Qu'il était triste, ce jeune visage! Elle avait cru souhaiter de ne plus le revoir, et, maintenant qu'on lui disait qu'il partait, elle éprouvait un déchirement affreux. Elle avait une peine terrible à retenir les grosses larmes qui voulaient couler ; sa mère se pencha vers elle, la couvrant presque de son corps, sous prétexte d'arranger ses oreillers, puis, se baissant, lui effleura le front d'un baiser, comme pour lui dire : « Je suis là », et souriant avec une compassion divine.
La marquise avait déjà entamé d'autres sujets avec Rollo, dont l'embarras était visible ; seulement, elle comprenait de moins en moins ; mais, comme elle était bonne et les aimait tous, elle gardait sa curiosité pour elle, et pour son cher et tendre.
CHAPITRE XXV
Dix jours plus tard, Berthe était convalescente, et Mme d'Épone parlait de retourner à Paris. Quoiqu'elle fût absorbée en elle-même, suffoquée de ce départ de Vincent, sans un mot, sans un adieu, humiliée dans le plus profond de son être, Berthe avait remarqué le visage plus pâle de sa mère, et, lorsque celle-ci annonça des affaires importantes qui l'appelaient à Paris, elle s'imagina que quelque nouveau chagrin, causé sans doute par son père, avait atteint le cœur déjà si cruellement blessé de Mme d'Épone. Aussi elle s'était tue, n'avait pas demandé d'explication, se blottissant seulement comme une enfant l'aurait pu faire dans les bras maternels, voulant faire sentir à sa mère, par ces muettes caresses, combien passionnément elle l'aimait.

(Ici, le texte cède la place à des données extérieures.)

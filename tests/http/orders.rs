use std::sync::Arc;

use serde_json::{json, Value};
use storefront::http::AppState;
use storefront::{AuthError, Authenticator, Config, Identity, InMemoryModelStore};

use crate::support::TestApp;

#[tokio::test]
async fn place_order_decrements_stock() {
    let app = TestApp::spawn().await;
    let token = app.token_for("ada").await;
    let id = app.create_product(&token, "1500.99", 5).await;

    let resp = app
        .client
        .post(app.url("/api/orders"))
        .bearer_auth(&token)
        .json(&json!({ "productId": id, "quantity": 2 }))
        .send()
        .await
        .unwrap();
    assert_eq!(resp.status(), 201);

    let body: Value = resp.json().await.unwrap();
    assert_eq!(body["message"], "Order placed successfully");
    assert_eq!(body["total_price"], "3001.98");
    assert_eq!(body["remaining_stock"], 3);

    let (_, product) = app.get_json(&format!("/api/products/{id}")).await;
    assert_eq!(product["stock"], 3);
}

#[tokio::test]
async fn not_enough_stock() {
    let app = TestApp::spawn().await;
    let token = app.token_for("ada").await;
    let id = app.create_product(&token, "10", 1).await;

    let resp = app
        .client
        .post(app.url("/api/orders"))
        .bearer_auth(&token)
        .json(&json!({ "product_id": id, "quantity": 2 }))
        .send()
        .await
        .unwrap();
    assert_eq!(resp.status(), 400);

    let body: Value = resp.json().await.unwrap();
    assert_eq!(body, json!({ "message": "Not enough stock" }));

    let (_, product) = app.get_json(&format!("/api/products/{id}")).await;
    assert_eq!(product["stock"], 1);
}

#[tokio::test]
async fn rejects_bad_requests() {
    let app = TestApp::spawn().await;
    let token = app.token_for("ada").await;
    let id = app.create_product(&token, "10", 1).await;

    let cases: [(Value, u16); 6] = [
        (json!({ "product_id": id, "quantity": 0 }), 400),
        (json!({ "product_id": id, "quantity": -1 }), 400),
        (json!({ "product_id": id, "quantity": 1.5 }), 400),
        (json!({ "product_id": id }), 400),
        (json!({ "quantity": 1 }), 400),
        (json!({ "product_id": "missing", "quantity": 1 }), 404),
    ];
    for (payload, expected) in cases {
        let resp = app
            .client
            .post(app.url("/api/orders"))
            .bearer_auth(&token)
            .json(&payload)
            .send()
            .await
            .unwrap();
        assert_eq!(resp.status(), expected, "{payload}");
    }

    let (_, product) = app.get_json(&format!("/api/products/{id}")).await;
    assert_eq!(product["stock"], 1);
}

#[tokio::test]
async fn unauthenticated_order_is_401() {
    let app = TestApp::spawn().await;

    let resp = app
        .client
        .post(app.url("/api/orders"))
        .json(&json!({ "product_id": "p", "quantity": 1 }))
        .send()
        .await
        .unwrap();
    assert_eq!(resp.status(), 401);
}

#[tokio::test]
async fn orders_are_listed_per_user() {
    let app = TestApp::spawn().await;
    let ada = app.token_for("ada").await;
    let bob = app.token_for("bob").await;
    let id = app.create_product(&ada, "2", 10).await;

    for (token, quantity) in [(&ada, 1), (&bob, 2), (&ada, 3)] {
        let resp = app
            .client
            .post(app.url("/api/orders"))
            .bearer_auth(token)
            .json(&json!({ "product_id": id, "quantity": quantity }))
            .send()
            .await
            .unwrap();
        assert_eq!(resp.status(), 201);
    }

    let resp = app
        .client
        .get(app.url("/api/orders"))
        .bearer_auth(&ada)
        .send()
        .await
        .unwrap();
    assert_eq!(resp.status(), 200);
    let mine: Value = resp.json().await.unwrap();
    let mine = mine.as_array().unwrap();
    assert_eq!(mine.len(), 2);
    let quantities: u64 = mine.iter().map(|o| o["quantity"].as_u64().unwrap()).sum();
    assert_eq!(quantities, 4);
}

#[tokio::test]
async fn concurrent_orders_for_last_unit() {
    let app = Arc::new(TestApp::spawn().await);
    let token = app.token_for("ada").await;
    let id = app.create_product(&token, "10", 1).await;

    let requests: Vec<_> = (0..2)
        .map(|_| {
            let app = Arc::clone(&app);
            let token = token.clone();
            let id = id.clone();
            tokio::spawn(async move {
                app.client
                    .post(app.url("/api/orders"))
                    .bearer_auth(&token)
                    .json(&json!({ "product_id": id, "quantity": 1 }))
                    .send()
                    .await
                    .unwrap()
                    .status()
                    .as_u16()
            })
        })
        .collect();

    let mut statuses = Vec::new();
    for request in requests {
        statuses.push(request.await.unwrap());
    }
    statuses.sort_unstable();
    assert_eq!(statuses, vec![201, 400]);

    let (_, product) = app.get_json(&format!("/api/products/{id}")).await;
    assert_eq!(product["stock"], 0);
}

/// Accepts any token and treats it as the user id.
struct TrustingAuthenticator;

impl Authenticator for TrustingAuthenticator {
    fn authenticate(&self, token: &str) -> Result<Identity, AuthError> {
        Ok(Identity {
            user_id: token.to_string(),
        })
    }
}

#[tokio::test]
async fn authenticator_is_pluggable() {
    let state = AppState::new(InMemoryModelStore::new(), &Config::default())
        .with_authenticator(Arc::new(TrustingAuthenticator));
    let app = TestApp::spawn_with(state).await;
    let id = app.create_product("anyone", "3", 2).await;

    let resp = app
        .client
        .post(app.url("/api/orders"))
        .bearer_auth("user-7")
        .json(&json!({ "product_id": id, "quantity": 2 }))
        .send()
        .await
        .unwrap();
    assert_eq!(resp.status(), 201);

    let resp = app
        .client
        .get(app.url("/api/orders"))
        .bearer_auth("user-7")
        .send()
        .await
        .unwrap();
    let mine: Value = resp.json().await.unwrap();
    assert_eq!(mine[0]["user_id"], "user-7");
    assert_eq!(mine[0]["total_price"], "6");
}

#[tokio::test]
async fn bearer_scheme_is_case_insensitive() {
    let app = TestApp::spawn().await;
    let token = app.token_for("ada").await;

    let resp = app
        .client
        .get(app.url("/api/orders"))
        .header("authorization", format!("bearer {token}"))
        .send()
        .await
        .unwrap();
    assert_eq!(resp.status(), 200);
    let body: Value = resp.json().await.unwrap();
    assert_eq!(body, json!([]));
}
use std::fmt;

/// Error type for lock operations.
#[derive(Debug, Clone, PartialEq, Eq)]
pub enum LockError {
    /// The underlying primitive was poisoned by a panicking holder.
    Poisoned(String),
    /// Failed to acquire the lock.
    AcquireFailed(String),
}

impl fmt::Display for LockError {
    fn fmt(&self, f: &mut fmt::Formatter<'_>) -> fmt::Result {
        match self {
            LockError::Poisoned(msg) => write!(f, "lock poisoned: {}", msg),
            LockError::AcquireFailed(msg) => write!(f, "lock acquire failed: {}", msg),
        }
    }
}

impl std::error::Error for LockError {}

L'une et l'autre soulageaient leur cœur dans ces silencieuses étreintes, restant ainsi de longs moments, joue contre joue, toutes deux dévorant des larmes qui voulaient couler. Le départ avait été affreux pour Mme d'Épone ; heureusement que sa fille était encore trop souffrante pour l'accompagner, et Raymond la conduisit seul à Bretoncelles. Tout le trajet, ils n'échangèrent pas une parole ; lui, était profondément remué, malheureux jusqu'aux entrailles de ne pouvoir plus estimer cette femme à qui, avec une tendresse filiale et fière, il donnait le nom de mère, et il se mêlait à ce déchirement une sorte de colère, de ce qu'ainsi, par sa faute, elle eût dérangé le tranquille bonheur de leurs existences et jeté sur l'avenir une ombre que rien n'effacerait. Il avait eu la cruauté, presque à l'instant du départ, de lui rendre la petite fourche d'écaille, pour voir, pour se convaincre encore de cette impossible réalité ; elle n'avait pas bronché, et, avec un merci presque indifférent, l'avait acceptée. Cependant, un peu avant d'arriver à la gare, elle trouva le courage de lui recommander encore sa fille :
— Soignez-la bien ; elle est digne de toute votre tendresse.